Try it
Copy out only those lines running from the line with "let minor_units = amount" to the end of the listing, keeping each one exactly as it is.

*** Dataset records ***

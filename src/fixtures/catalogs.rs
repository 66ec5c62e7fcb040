//! Catalog Fixtures

use jiff::Timestamp;
use rust_decimal::{Decimal, prelude::ToPrimitive};
use rusty_money::{
    Money,
    iso::{Currency, EUR, GBP, USD},
};
use serde::Deserialize;

use crate::{fixtures::FixtureError, listings::Listing};

/// Wrapper for catalog listings in YAML.
///
/// Listings are a sequence, not a map: catalog order decides price ties.
#[derive(Debug, Deserialize)]
pub struct CatalogFixture {
    /// Listings in catalog order
    pub listings: Vec<ListingFixture>,
}

/// Listing Fixture
#[derive(Debug, Deserialize)]
pub struct ListingFixture {
    /// Listing identifier
    pub id: String,

    /// Product name
    pub name: String,

    /// Unit price (e.g., "1.20 EUR")
    pub price: String,

    /// Vendor name
    pub vendor: String,

    /// When the listing was added (RFC 3339, e.g. "2024-05-01T09:00:00Z")
    pub date_added: Timestamp,
}

impl TryFrom<ListingFixture> for Listing<'_> {
    type Error = FixtureError;

    fn try_from(fixture: ListingFixture) -> Result<Self, Self::Error> {
        let (minor_units, currency) = parse_price(&fixture.price)?;

        Ok(Listing::new(
            fixture.id,
            fixture.name,
            Money::from_minor(minor_units, currency),
            fixture.vendor,
            fixture.date_added,
        ))
    }
}

/// Parse price string (e.g., "2.99 GBP") into minor units and currency
///
/// # Errors
///
/// Returns an error if the string is not in the format "AMOUNT CURRENCY",
/// if the amount cannot be parsed as a decimal, or if the currency code
/// is not recognized.
pub fn parse_price(s: &str) -> Result<(i64, &'static Currency), FixtureError> {
    let mut parts = s.split_whitespace();

    let (Some(amount), Some(currency_code), None) = (parts.next(), parts.next(), parts.next())
    else {
        return Err(FixtureError::InvalidPrice(format!(
            "Expected format 'AMOUNT CURRENCY', got: {s}"
        )));
    };

    let minor_units = amount
        .parse::<Decimal>()
        .map_err(|_err| FixtureError::InvalidPrice(s.to_string()))?
        .checked_mul(Decimal::new(100, 0))
        .and_then(|value| value.round_dp(0).to_i64())
        .ok_or_else(|| FixtureError::InvalidPrice(s.to_string()))?;

    let currency = match currency_code {
        "GBP" => GBP,
        "USD" => USD,
        "EUR" => EUR,
        other => return Err(FixtureError::UnknownCurrency(other.to_string())),
    };

    Ok((minor_units, currency))
}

***

Exercise answer
    let minor_units = amount
        .parse::<Decimal>()
        .map_err(|_err| FixtureError::InvalidPrice(s.to_string()))?
        .checked_mul(Decimal::new(100, 0))
        .and_then(|value| value.round_dp(0).to_i64())
        .ok_or_else(|| FixtureError::InvalidPrice(s.to_string()))?;

    let currency = match currency_code {
        "GBP" => GBP,
        "USD" => USD,
        "EUR" => EUR,
        other => return Err(FixtureError::UnknownCurrency(other.to_string())),
    };

    Ok((minor_units, currency))
}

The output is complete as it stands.